As far as the background to the willingness to donate is concerned, there is the telling example of a billionaire who wants to donate 99% of his fortune to social causes, leaving him with “only” just under a billion.
“…they make feigned sacrifices that are not really sacrifices.”
(Bhagavad Gita 16:17)
In Christianity, the story of the poor widow and her “mite” shows the counter-example of truly self-sacrificing behaviour without ego: the rich “sacrifice” out of their abundance, while this widow nevertheless gives something out of her lack of food. So she sacrifices from her substance. This distinguishes the ego from love. This is an ideal-typical realisation of the Golden Rule, which says that I should do to others what I would like done to me if I were in their place.
Another characteristic of an ego-donor is to publicise his gifts. Christianity warns against this in a similar context – public prayer – and not without reason. This is because the ego tries to valorise itself by making its good deeds visible. Real love of one’s neighbour in connection with the fight against the ego’s trumpeting can only be seen in the consistent concealment of giving – outside of politically motivated illegal donation practices, of course. The evolutionary biologist Manfred Milinski notes that there are virtually no anonymous donations (Spiegel 51/2010).
Fear of loss manifests itself in many ways. This can be seen in the fact that many people do not throw anything away, do not give anything, are extremely hostile to immigration (see above on the reception of the twelve million displaced persons from the German eastern territories in 1944/45) or are pathologically jealous in relationships.

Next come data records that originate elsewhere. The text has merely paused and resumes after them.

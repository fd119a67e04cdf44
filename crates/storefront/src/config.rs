//! Storefront configuration loaded from environment variables.
//!
//! # Environment Variables
//!
//! All variables are optional.
//!
//! - `STOREFRONT_DATABASE_URL` - `PostgreSQL` connection string (falls back to
//!   `DATABASE_URL`). Without one, documents and sessions are kept in memory.
//! - `STOREFRONT_HOST` - Bind address (default: 127.0.0.1)
//! - `STOREFRONT_PORT` - Listen port (default: 3000)
//! - `STOREFRONT_BASE_URL` - Public URL (default: `http://localhost:3000`);
//!   an `https://` URL enables secure cookies
//! - `STOREFRONT_CATALOG_PATH` - Catalog collection listed by `/products`
//!   (default: `kids/closes/Boys Pullovers`)
//! - `STOREFRONT_CATALOG_TTL_SECS` - Catalog cache lifetime (default: 300)
//! - `STOREFRONT_IDENTITY_SECRET` - Secret shared with the identity provider
//!   for signing shopper ids (at least 32 characters). Without one,
//!   `POST /session/identity` is disabled.
//! - `SENTRY_DSN` - Sentry error tracking DSN
//! - `SENTRY_ENVIRONMENT` - Sentry environment name

use std::net::{IpAddr, Ipv4Addr, SocketAddr};
use std::time::Duration;

use secrecy::SecretString;
use thiserror::Error;

use souq_core::CollectionPath;

/// Catalog collection listed when none is configured.
pub const DEFAULT_CATALOG_PATH: &str = "kids/closes/Boys Pullovers";

const DEFAULT_BASE_URL: &str = "http://localhost:3000";
const DEFAULT_PORT: u16 = 3000;
const DEFAULT_CATALOG_TTL_SECS: u64 = 300;
const MIN_IDENTITY_SECRET_LENGTH: usize = 32;

/// Configuration errors that can occur during loading.
#[derive(Debug, Error)]
pub enum ConfigError {
    #[error("Missing environment variable: {0}")]
    MissingEnvVar(String),
    #[error("Invalid environment variable {0}: {1}")]
    InvalidEnvVar(String, String),
}

/// Storefront application configuration.
#[derive(Debug, Clone)]
pub struct StorefrontConfig {
    /// `PostgreSQL` database connection URL (contains password)
    pub database_url: Option<SecretString>,
    /// IP address to bind the server to
    pub host: IpAddr,
    /// Port to listen on
    pub port: u16,
    /// Public base URL for the storefront
    pub base_url: String,
    /// Catalog collection served by the product listing
    pub catalog_collection: CollectionPath,
    /// How long a catalog listing stays cached
    pub catalog_ttl: Duration,
    /// Key for shopper identity signatures
    pub identity_secret: Option<SecretString>,
    /// Sentry DSN for error tracking
    pub sentry_dsn: Option<String>,
    /// Sentry environment name
    pub sentry_environment: Option<String>,
}

impl Default for StorefrontConfig {
    fn default() -> Self {
        Self {
            database_url: None,
            host: IpAddr::V4(Ipv4Addr::LOCALHOST),
            port: DEFAULT_PORT,
            base_url: DEFAULT_BASE_URL.to_string(),
            catalog_collection: default_catalog_collection(),
            catalog_ttl: Duration::from_secs(DEFAULT_CATALOG_TTL_SECS),
            identity_secret: None,
            sentry_dsn: None,
            sentry_environment: None,
        }
    }
}

impl StorefrontConfig {
    /// Load configuration from environment variables.
    ///
    /// Calls `dotenvy::dotenv()` to load from `.env` file if present.
    ///
    /// # Errors
    ///
    /// Returns `ConfigError` if a variable is present but invalid.
    pub fn from_env() -> Result<Self, ConfigError> {
        // Load .env file if present (ignore errors if not found)
        let _ = dotenvy::dotenv();
        Self::from_lookup(|key| std::env::var(key).ok())
    }

    /// Load configuration through an arbitrary variable lookup.
    fn from_lookup(vars: impl Fn(&str) -> Option<String>) -> Result<Self, ConfigError> {
        let host = get_env_or_default(&vars, "STOREFRONT_HOST", "127.0.0.1")
            .parse::<IpAddr>()
            .map_err(|e| {
                ConfigError::InvalidEnvVar("STOREFRONT_HOST".to_string(), e.to_string())
            })?;
        let port = get_env_or_default(&vars, "STOREFRONT_PORT", "3000")
            .parse::<u16>()
            .map_err(|e| {
                ConfigError::InvalidEnvVar("STOREFRONT_PORT".to_string(), e.to_string())
            })?;
        let base_url = get_env_or_default(&vars, "STOREFRONT_BASE_URL", DEFAULT_BASE_URL);
        if !base_url.starts_with("http://") && !base_url.starts_with("https://") {
            return Err(ConfigError::InvalidEnvVar(
                "STOREFRONT_BASE_URL".to_string(),
                "must start with http:// or https://".to_string(),
            ));
        }

        let catalog_collection =
            CollectionPath::parse(&get_env_or_default(&vars, "STOREFRONT_CATALOG_PATH", DEFAULT_CATALOG_PATH))
                .map_err(|e| {
                    ConfigError::InvalidEnvVar("STOREFRONT_CATALOG_PATH".to_string(), e.to_string())
                })?;
        let catalog_ttl = get_env_or_default(&vars, "STOREFRONT_CATALOG_TTL_SECS", "300")
            .parse::<u64>()
            .map(Duration::from_secs)
            .map_err(|e| {
                ConfigError::InvalidEnvVar(
                    "STOREFRONT_CATALOG_TTL_SECS".to_string(),
                    e.to_string(),
                )
            })?;

        let identity_secret = get_optional_env(&vars, "STOREFRONT_IDENTITY_SECRET");
        if identity_secret
            .as_ref()
            .is_some_and(|secret| secret.len() < MIN_IDENTITY_SECRET_LENGTH)
        {
            return Err(ConfigError::InvalidEnvVar(
                "STOREFRONT_IDENTITY_SECRET".to_string(),
                format!("must be at least {MIN_IDENTITY_SECRET_LENGTH} characters"),
            ));
        }

        Ok(Self {
            database_url: get_database_url(&vars, "STOREFRONT_DATABASE_URL"),
            host,
            port,
            base_url,
            catalog_collection,
            catalog_ttl,
            identity_secret: identity_secret.map(SecretString::from),
            sentry_dsn: get_optional_env(&vars, "SENTRY_DSN"),
            sentry_environment: get_optional_env(&vars, "SENTRY_ENVIRONMENT"),
        })
    }

    /// Returns the socket address for binding the server.
    #[must_use]
    pub const fn socket_addr(&self) -> SocketAddr {
        SocketAddr::new(self.host, self.port)
    }

    /// Whether session cookies should carry the `Secure` flag.
    #[must_use]
    pub fn secure_cookies(&self) -> bool {
        self.base_url.starts_with("https://")
    }
}

/// Database URL for tools that cannot run without one.
///
/// # Errors
///
/// Returns `ConfigError::MissingEnvVar` if neither `STOREFRONT_DATABASE_URL`
/// nor `DATABASE_URL` is set.
pub fn require_database_url(config: &StorefrontConfig) -> Result<SecretString, ConfigError> {
    config
        .database_url
        .clone()
        .ok_or_else(|| ConfigError::MissingEnvVar("STOREFRONT_DATABASE_URL".to_string()))
}

fn default_catalog_collection() -> CollectionPath {
    CollectionPath::parse(DEFAULT_CATALOG_PATH).expect("Invalid default catalog path")
}

// =============================================================================
// Helper Functions
// =============================================================================

/// Get an optional environment variable, treating blank values as unset.
fn get_optional_env(vars: &impl Fn(&str) -> Option<String>, key: &str) -> Option<String> {
    vars(key).filter(|value| !value.trim().is_empty())
}

/// Get an environment variable with a default value.
fn get_env_or_default(vars: &impl Fn(&str) -> Option<String>, key: &str, default: &str) -> String {
    get_optional_env(vars, key).unwrap_or_else(|| default.to_string())
}

/// Get database URL with fallback to generic `DATABASE_URL` (used by Fly.io postgres attach).
fn get_database_url(vars: &impl Fn(&str) -> Option<String>, primary_key: &str) -> Option<SecretString> {
    get_optional_env(vars, primary_key)
        .or_else(|| get_optional_env(vars, "DATABASE_URL"))
        .map(SecretString::from)
}

#[cfg(test)]
#[allow(clippy::unwrap_used)]
mod tests {
    use std::collections::HashMap;

    use secrecy::ExposeSecret;

    use super::*;

    fn load(pairs: &[(&str, &str)]) -> Result<StorefrontConfig, ConfigError> {
        let vars: HashMap<String, String> = pairs
            .iter()
            .map(|(k, v)| ((*k).to_string(), (*v).to_string()))
            .collect();
        StorefrontConfig::from_lookup(|key| vars.get(key).cloned())
    }

    #[test]
    fn test_defaults() {
        let config = load(&[]).unwrap();
        assert!(config.database_url.is_none());
        assert_eq!(config.socket_addr().to_string(), "127.0.0.1:3000");
        assert_eq!(config.base_url, "http://localhost:3000");
        assert_eq!(config.catalog_collection.to_string(), DEFAULT_CATALOG_PATH);
        assert_eq!(config.catalog_ttl, Duration::from_secs(300));
        assert!(!config.secure_cookies());
    }

    #[test]
    fn test_default_impl_matches_empty_environment() {
        let loaded = load(&[]).unwrap();
        let default = StorefrontConfig::default();
        assert_eq!(loaded.socket_addr(), default.socket_addr());
        assert_eq!(loaded.catalog_collection, default.catalog_collection);
    }

    #[test]
    fn test_database_url_fallback() {
        let config = load(&[("DATABASE_URL", "postgres://fallback/db")]).unwrap();
        assert_eq!(
            config.database_url.unwrap().expose_secret(),
            "postgres://fallback/db"
        );

        let config = load(&[
            ("DATABASE_URL", "postgres://fallback/db"),
            ("STOREFRONT_DATABASE_URL", "postgres://primary/db"),
        ])
        .unwrap();
        assert_eq!(
            config.database_url.unwrap().expose_secret(),
            "postgres://primary/db"
        );
    }

    #[test]
    fn test_require_database_url() {
        let config = load(&[]).unwrap();
        assert!(matches!(
            require_database_url(&config),
            Err(ConfigError::MissingEnvVar(_))
        ));
    }

    #[test]
    fn test_invalid_port() {
        let result = load(&[("STOREFRONT_PORT", "not-a-port")]);
        assert!(matches!(result, Err(ConfigError::InvalidEnvVar(key, _)) if key == "STOREFRONT_PORT"));
    }

    #[test]
    fn test_invalid_catalog_path() {
        // A document path (even segment count) is not a collection.
        let result = load(&[("STOREFRONT_CATALOG_PATH", "kids/closes")]);
        assert!(matches!(result, Err(ConfigError::InvalidEnvVar(_, _))));
    }

    #[test]
    fn test_https_enables_secure_cookies() {
        let config = load(&[("STOREFRONT_BASE_URL", "https://souq.example")]).unwrap();
        assert!(config.secure_cookies());
    }

    #[test]
    fn test_identity_secret() {
        assert!(load(&[]).unwrap().identity_secret.is_none());

        let secret = "k".repeat(32);
        let config = load(&[("STOREFRONT_IDENTITY_SECRET", secret.as_str())]).unwrap();
        assert_eq!(config.identity_secret.unwrap().expose_secret(), secret);

        let result = load(&[("STOREFRONT_IDENTITY_SECRET", "short")]);
        assert!(matches!(result, Err(ConfigError::InvalidEnvVar(key, _)) if key == "STOREFRONT_IDENTITY_SECRET"));
    }

    #[test]
    fn test_base_url_requires_scheme() {
        assert!(load(&[("STOREFRONT_BASE_URL", "souq.example")]).is_err());
    }

    #[test]
    fn test_debug_redacts_database_url() {
        let config = load(&[("STOREFRONT_DATABASE_URL", "postgres://user:hunter2@db/souq")]).unwrap();
        let debug_output = format!("{config:?}");
        assert!(!debug_output.contains("hunter2"));
    }
}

At the same time, this behaviour impressively demonstrates an inner feeling of weakness, a sense of inferiority and fragility. Every day we can read in the newspapers what men are capable of when their wives want to leave them. There is a real reason for this feeling: this weakness actually exists as long as the “chopped off branch” is not grafted back onto the tree trunk itself, i.e. as long as the man does not take the path back to conscious dependence on his inner voice. But this fundamental decision would be the worst thing that could happen to the ego programme, as it would result in its destruction. Mind you, it would be the death of the programme, not of the person who has realised this programme. Only the other programme in man would then remain, that of non-egoistic love.